He hurried down the stairs and she rushed after him. Whether he admitted it or not, he didn’t know what he was doing, so he needed her.

As she approached the bottom, one of the servants cried, “Miss, that fire is already so hot we can’t get near to it. You must have left coals burning in the fireplace or something.”

“I didn’t start it, I swear,” she protested. “I’m always careful to douse the coals with water, and I never leave a candle burning—”

“That’s what we need—water!” another footman called out. “Buckets and buckets of water!”

“No!” she screamed, trying to be heard over the sudden clamor of servants making suggestions. “That could make it worse!”

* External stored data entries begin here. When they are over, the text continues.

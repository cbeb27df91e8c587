#[macro_use]
extern crate rocket;

use rocket::{Build, Rocket};

mod cors;
mod data;
mod database;
mod endpoints;

#[launch]
async fn rocket() -> Rocket<Build> {
    let config = database::EcoConfig::from_env().expect("Invalid configuration");

    let database_client = database::connect_mongodb(&config)
        .await
        .expect("Failed to initialize MongoDB");

    let figment = rocket::Config::figment()
        .merge(("port", config.port))
        .merge(("address", "0.0.0.0"));

    rocket::custom(figment)
        .manage(database::EcoState::new(database_client, config.database_name))
        .attach(cors::Cors)
        .register(
            "/",
            catchers![
                endpoints::bad_request,
                endpoints::not_found,
                endpoints::unprocessable,
                endpoints::internal_error
            ],
        )
        .mount(
            "/",
            routes![
                endpoints::index,
                endpoints::preflight,
                endpoints::challenges::list_challenges,
                endpoints::challenges::get_challenge,
                endpoints::challenges::create_challenge,
                endpoints::user_challenges::list_user_challenges,
                endpoints::user_challenges::join_challenge,
                endpoints::events::list_events,
                endpoints::events::get_event,
                endpoints::events::create_event,
                endpoints::events::update_event,
                endpoints::events::delete_event,
            ],
        )
}
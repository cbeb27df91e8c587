use std::path::PathBuf;

use rocket::serde::json::Json;

use crate::data::ErrorBody;

pub mod challenges;
pub mod events;
pub mod user_challenges;

#[get("/")]
pub fn index() -> &'static str {
    "EcoTrack Server is Running"
}

// Preflight requests only need the fairing-set CORS headers.
#[options("/<_route..>")]
pub fn preflight(_route: PathBuf) {}

#[catch(400)]
pub fn bad_request() -> Json<ErrorBody> {
    Json(ErrorBody::new("bad request"))
}

#[catch(404)]
pub fn not_found() -> Json<ErrorBody> {
    Json(ErrorBody::new("resource not found"))
}

#[catch(422)]
pub fn unprocessable() -> Json<ErrorBody> {
    Json(ErrorBody::new("malformed request body"))
}

#[catch(500)]
pub fn internal_error() -> Json<ErrorBody> {
    Json(ErrorBody::new("internal server error"))
}

#[cfg(test)]
mod tests {
    use rocket::http::Status;
    use rocket::local::blocking::Client;

    fn client_without_database() -> Client {
        let rocket = rocket::build()
            .attach(crate::cors::Cors)
            .register(
                "/",
                catchers![
                    super::bad_request,
                    super::not_found,
                    super::unprocessable,
                    super::internal_error
                ],
            )
            .mount(
                "/",
                routes![
                    super::index,
                    super::preflight,
                    super::challenges::list_challenges,
                    super::challenges::get_challenge,
                    super::challenges::create_challenge,
                    super::user_challenges::list_user_challenges,
                    super::user_challenges::join_challenge,
                    super::events::list_events,
                    super::events::get_event,
                    super::events::create_event,
                    super::events::update_event,
                    super::events::delete_event,
                ],
            );
        Client::tracked(rocket).unwrap()
    }

    #[test]
    fn liveness_route_answers_in_plain_text() {
        let client = client_without_database();
        let response = client.get("/").dispatch();
        assert_eq!(response.status(), Status::Ok);
        assert_eq!(
            response.into_string().unwrap(),
            "EcoTrack Server is Running"
        );
    }

    #[test]
    fn readiness_guard_rejects_requests_without_gateway() {
        let client = client_without_database();
        let response = client.get("/Challenges").dispatch();
        assert_eq!(response.status(), Status::InternalServerError);
        assert!(response.into_string().unwrap().contains("error"));
    }

    #[test]
    fn preflight_is_accepted_anywhere() {
        let client = client_without_database();
        let response = client.options("/event").dispatch();
        assert_eq!(response.status(), Status::Ok);
        assert_eq!(
            response.headers().get_one("Access-Control-Allow-Origin"),
            Some("*")
        );
    }

    #[test]
    fn unknown_route_gets_json_not_found() {
        let client = client_without_database();
        let response = client.get("/nope").dispatch();
        assert_eq!(response.status(), Status::NotFound);
        assert!(response.into_string().unwrap().contains("resource not found"));
    }
}
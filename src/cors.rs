use rocket::fairing::{Fairing, Info, Kind};
use rocket::http::Header;
use rocket::{Request, Response};

/// Permissive cross-origin headers on every response, paired with the
/// catch-all OPTIONS route in `endpoints` for preflight.
pub struct Cors;

#[rocket::async_trait]
impl Fairing for Cors {
    fn info(&self) -> Info {
        Info {
            name: "CORS headers",
            kind: Kind::Response,
        }
    }

    async fn on_response<'r>(&self, _request: &'r Request<'_>, response: &mut Response<'r>) {
        response.set_header(Header::new("Access-Control-Allow-Origin", "*"));
        response.set_header(Header::new(
            "Access-Control-Allow-Methods",
            "GET, POST, PUT, DELETE, OPTIONS",
        ));
        response.set_header(Header::new("Access-Control-Allow-Headers", "Content-Type"));
    }
}
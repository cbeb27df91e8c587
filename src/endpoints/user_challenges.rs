use mongodb::bson::doc;
use rocket::futures::TryStreamExt;
use rocket::serde::json::Json;

use crate::data::{ApiError, Gateway, JoinRequest, JoinResponse, UserChallenge};

#[get("/UserChallenges")]
pub async fn list_user_challenges(
    db: Gateway<'_>,
) -> Result<Json<Vec<UserChallenge>>, ApiError> {
    let cursor = db.user_challenges().find(doc! {}).await?;
    let records = cursor.try_collect().await?;
    Ok(Json(records))
}

/// No duplicate-join check and no existence check on either reference: the
/// same user may join the same challenge any number of times.
#[post("/JoinChallenge", data = "<join>")]
pub async fn join_challenge(
    db: Gateway<'_>,
    join: Json<JoinRequest>,
) -> Result<Json<JoinResponse>, ApiError> {
    let record = join.into_inner().into_record()?;
    let result = db.user_challenges().insert_one(record).await?;
    Ok(Json(JoinResponse {
        success: true,
        message: "Joined successfully!".to_string(),
        result: result.into(),
    }))
}
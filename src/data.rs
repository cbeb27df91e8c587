use std::ops::Deref;

use mongodb::bson::oid::ObjectId;
use mongodb::bson::{doc, DateTime, Document};
use mongodb::results::{DeleteResult, InsertOneResult, UpdateResult};
use rocket::http::Status;
use rocket::request::{FromRequest, Outcome};
use rocket::response::{status, Responder};
use rocket::serde::json::Json;
use rocket::serde::{Deserialize, Serialize};
use rocket::Request;

use crate::database::EcoState;

#[derive(Serialize, Deserialize, Debug, Clone)]
#[serde(deny_unknown_fields)]
pub struct Challenge {
    #[serde(rename = "_id", skip_serializing_if = "Option::is_none")]
    pub id: Option<ObjectId>,
    pub title: String,
    #[serde(skip_serializing_if = "Option::is_none")]
    pub description: Option<String>,
    /// Length in days; listings sort ascending on this field.
    pub duration: i64,
}

#[derive(Serialize, Deserialize, Debug, Clone)]
pub struct UserChallenge {
    #[serde(rename = "_id", skip_serializing_if = "Option::is_none")]
    pub id: Option<ObjectId>,
    #[serde(rename = "userId")]
    pub user_id: String,
    #[serde(rename = "challengeId")]
    pub challenge_id: String,
    #[serde(rename = "joinedAt")]
    pub joined_at: DateTime,
}

#[derive(Deserialize, Debug)]
#[serde(deny_unknown_fields)]
pub struct JoinRequest {
    #[serde(rename = "userId")]
    pub user_id: Option<String>,
    #[serde(rename = "challengeId")]
    pub challenge_id: Option<String>,
}

impl JoinRequest {
    /// Stamps the join record with the current server time. Both references
    /// must be present and non-empty; neither is checked for existence.
    pub fn into_record(self) -> Result<UserChallenge, ApiError> {
        let user_id = self
            .user_id
            .filter(|id| !id.is_empty())
            .ok_or(ApiError::MissingField("userId"))?;
        let challenge_id = self
            .challenge_id
            .filter(|id| !id.is_empty())
            .ok_or(ApiError::MissingField("challengeId"))?;

        Ok(UserChallenge {
            id: None,
            user_id,
            challenge_id,
            joined_at: DateTime::now(),
        })
    }
}

#[derive(Serialize, Deserialize, Debug, Clone)]
#[serde(deny_unknown_fields)]
pub struct Event {
    #[serde(rename = "_id", skip_serializing_if = "Option::is_none")]
    pub id: Option<ObjectId>,
    pub title: String,
    /// ISO date string; listings sort ascending on this field.
    pub date: String,
    #[serde(skip_serializing_if = "Option::is_none")]
    pub location: Option<String>,
    #[serde(skip_serializing_if = "Option::is_none")]
    pub description: Option<String>,
}

#[derive(Serialize, Deserialize, Debug, Default)]
#[serde(deny_unknown_fields)]
pub struct EventPatch {
    #[serde(skip_serializing_if = "Option::is_none")]
    pub title: Option<String>,
    #[serde(skip_serializing_if = "Option::is_none")]
    pub date: Option<String>,
    #[serde(skip_serializing_if = "Option::is_none")]
    pub location: Option<String>,
    #[serde(skip_serializing_if = "Option::is_none")]
    pub description: Option<String>,
}

impl EventPatch {
    /// Builds a `$set` update carrying only the supplied fields. MongoDB
    /// rejects an empty `$set`, so an empty patch is a validation error.
    pub fn into_set_document(self) -> Result<Document, ApiError> {
        let fields = mongodb::bson::to_document(&self)?;
        if fields.is_empty() {
            return Err(ApiError::EmptyUpdate);
        }
        Ok(doc! { "$set": fields })
    }
}

#[derive(Serialize, Debug)]
pub struct InsertAck {
    #[serde(rename = "insertedId")]
    pub inserted_id: Option<String>,
}

impl From<InsertOneResult> for InsertAck {
    fn from(result: InsertOneResult) -> InsertAck {
        InsertAck {
            inserted_id: result.inserted_id.as_object_id().map(|oid| oid.to_hex()),
        }
    }
}

#[derive(Serialize, Debug)]
pub struct UpdateAck {
    #[serde(rename = "matchedCount")]
    pub matched_count: u64,
    #[serde(rename = "modifiedCount")]
    pub modified_count: u64,
}

impl From<UpdateResult> for UpdateAck {
    fn from(result: UpdateResult) -> UpdateAck {
        UpdateAck {
            matched_count: result.matched_count,
            modified_count: result.modified_count,
        }
    }
}

#[derive(Serialize, Debug)]
pub struct DeleteAck {
    #[serde(rename = "deletedCount")]
    pub deleted_count: u64,
}

impl From<DeleteResult> for DeleteAck {
    fn from(result: DeleteResult) -> DeleteAck {
        DeleteAck {
            deleted_count: result.deleted_count,
        }
    }
}

#[derive(Serialize, Debug)]
pub struct JoinResponse {
    pub success: bool,
    pub message: String,
    pub result: InsertAck,
}

#[derive(Serialize, Debug)]
pub struct ErrorBody {
    pub error: String,
}

impl ErrorBody {
    pub fn new(message: impl Into<String>) -> ErrorBody {
        ErrorBody {
            error: message.into(),
        }
    }
}

#[derive(Debug)]
pub enum ApiError {
    InvalidId,
    MissingField(&'static str),
    EmptyUpdate,
    NotReady,
    Database(mongodb::error::Error),
    Encoding(mongodb::bson::ser::Error),
}

impl From<mongodb::error::Error> for ApiError {
    fn from(error: mongodb::error::Error) -> ApiError {
        ApiError::Database(error)
    }
}

impl From<mongodb::bson::ser::Error> for ApiError {
    fn from(error: mongodb::bson::ser::Error) -> ApiError {
        ApiError::Encoding(error)
    }
}

impl<'r> Responder<'r, 'static> for ApiError {
    fn respond_to(self, request: &'r Request<'_>) -> rocket::response::Result<'static> {
        let (status, message) = match &self {
            ApiError::InvalidId => (Status::BadRequest, "malformed identifier".to_string()),
            ApiError::MissingField(field) => {
                (Status::BadRequest, format!("{field} is required"))
            }
            ApiError::EmptyUpdate => {
                (Status::BadRequest, "no fields to update".to_string())
            }
            ApiError::NotReady => (
                Status::InternalServerError,
                "database not initialized".to_string(),
            ),
            ApiError::Database(error) => {
                eprintln!("database operation failed: {error}");
                (Status::InternalServerError, "database error".to_string())
            }
            ApiError::Encoding(error) => {
                eprintln!("document encoding failed: {error}");
                (Status::InternalServerError, "database error".to_string())
            }
        };
        status::Custom(status, Json(ErrorBody::new(message))).respond_to(request)
    }
}

pub fn parse_object_id(id: &str) -> Result<ObjectId, ApiError> {
    ObjectId::parse_str(id).map_err(|_| ApiError::InvalidId)
}

/// Readiness guard over the managed gateway state. Requests arriving before
/// the state exists get a clean 500 instead of a crashed handler.
pub struct Gateway<'r>(pub &'r EcoState);

impl Deref for Gateway<'_> {
    type Target = EcoState;

    fn deref(&self) -> &EcoState {
        self.0
    }
}

#[rocket::async_trait]
impl<'r> FromRequest<'r> for Gateway<'r> {
    type Error = ApiError;

    async fn from_request(request: &'r Request<'_>) -> Outcome<Self, Self::Error> {
        match request.rocket().state::<EcoState>() {
            Some(state) => Outcome::Success(Gateway(state)),
            None => Outcome::Error((Status::InternalServerError, ApiError::NotReady)),
        }
    }
}

#[cfg(test)]
mod tests {
    use super::*;
    use rocket::local::blocking::Client;

    #[test]
    fn object_id_parsing() {
        assert!(parse_object_id("65f1a2b3c4d5e6f708192a3b").is_ok());
        assert!(matches!(
            parse_object_id("not-an-id"),
            Err(ApiError::InvalidId)
        ));
        assert!(matches!(parse_object_id(""), Err(ApiError::InvalidId)));
    }

    #[test]
    fn join_request_requires_both_references() {
        let missing_user = JoinRequest {
            user_id: None,
            challenge_id: Some("abc".to_string()),
        };
        assert!(matches!(
            missing_user.into_record(),
            Err(ApiError::MissingField("userId"))
        ));

        let empty_challenge = JoinRequest {
            user_id: Some("u1".to_string()),
            challenge_id: Some(String::new()),
        };
        assert!(matches!(
            empty_challenge.into_record(),
            Err(ApiError::MissingField("challengeId"))
        ));

        let complete = JoinRequest {
            user_id: Some("u1".to_string()),
            challenge_id: Some("c1".to_string()),
        };
        let record = complete.into_record().unwrap();
        assert_eq!(record.user_id, "u1");
        assert_eq!(record.challenge_id, "c1");
        assert!(record.id.is_none());
    }

    #[test]
    fn event_patch_keeps_only_supplied_fields() {
        let patch = EventPatch {
            title: Some("Cleanup Day 2".to_string()),
            ..EventPatch::default()
        };
        let update = patch.into_set_document().unwrap();
        let set = update.get_document("$set").unwrap();
        assert_eq!(set.len(), 1);
        assert_eq!(set.get_str("title").unwrap(), "Cleanup Day 2");
    }

    #[test]
    fn empty_event_patch_is_rejected() {
        assert!(matches!(
            EventPatch::default().into_set_document(),
            Err(ApiError::EmptyUpdate)
        ));
    }

    #[get("/invalid-id")]
    fn invalid_id() -> Result<Json<()>, ApiError> {
        Err(ApiError::InvalidId)
    }

    #[get("/not-ready")]
    fn not_ready() -> Result<Json<()>, ApiError> {
        Err(ApiError::NotReady)
    }

    #[test]
    fn api_errors_map_to_distinct_statuses() {
        let rocket = rocket::build().mount("/", routes![invalid_id, not_ready]);
        let client = Client::tracked(rocket).unwrap();

        let response = client.get("/invalid-id").dispatch();
        assert_eq!(response.status(), Status::BadRequest);
        assert!(response.into_string().unwrap().contains("malformed identifier"));

        let response = client.get("/not-ready").dispatch();
        assert_eq!(response.status(), Status::InternalServerError);
        assert!(response
            .into_string()
            .unwrap()
            .contains("database not initialized"));
    }
}
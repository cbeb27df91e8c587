use mongodb::bson::doc;
use rocket::futures::TryStreamExt;
use rocket::serde::json::Json;

use crate::data::{parse_object_id, ApiError, Challenge, Gateway, InsertAck};

#[get("/Challenges")]
pub async fn list_challenges(db: Gateway<'_>) -> Result<Json<Vec<Challenge>>, ApiError> {
    let cursor = db
        .challenges()
        .find(doc! {})
        .sort(doc! { "duration": 1 })
        .await?;
    let challenges = cursor.try_collect().await?;
    Ok(Json(challenges))
}

/// Absent documents answer with a 200 and a `null` body; only a malformed
/// identifier is a client error.
#[get("/Challenges/<id>")]
pub async fn get_challenge(db: Gateway<'_>, id: &str) -> Result<Json<Option<Challenge>>, ApiError> {
    let oid = parse_object_id(id)?;
    let challenge = db.challenges().find_one(doc! { "_id": oid }).await?;
    Ok(Json(challenge))
}

#[post("/Challenges", data = "<challenge>")]
pub async fn create_challenge(
    db: Gateway<'_>,
    challenge: Json<Challenge>,
) -> Result<Json<InsertAck>, ApiError> {
    let result = db.challenges().insert_one(challenge.into_inner()).await?;
    Ok(Json(result.into()))
}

But no one could hear her. When Grey and Beatrice appeared at the top of the stairs, the servants called out to their master to do something. Judging from Grey’s crookedly buttoned banyan and mussed hair, he had just awakened and still hadn’t figured out what was going on, so he wasn’t going to be any use to them.

Then Thorn moved higher on the stairs and let out an ear-piercing whistle that got everyone’s attention. When the noise quieted, he said, “The fire is made up of burning chemicals. So we should listen to Miss Norley, since she’s the chemist and it was her laboratory that exploded. She knows better than anyone how to handle things.”

Stepping aside in clear deference to her, he then hurried up the stairs to apprise Grey and Beatrice of the situation.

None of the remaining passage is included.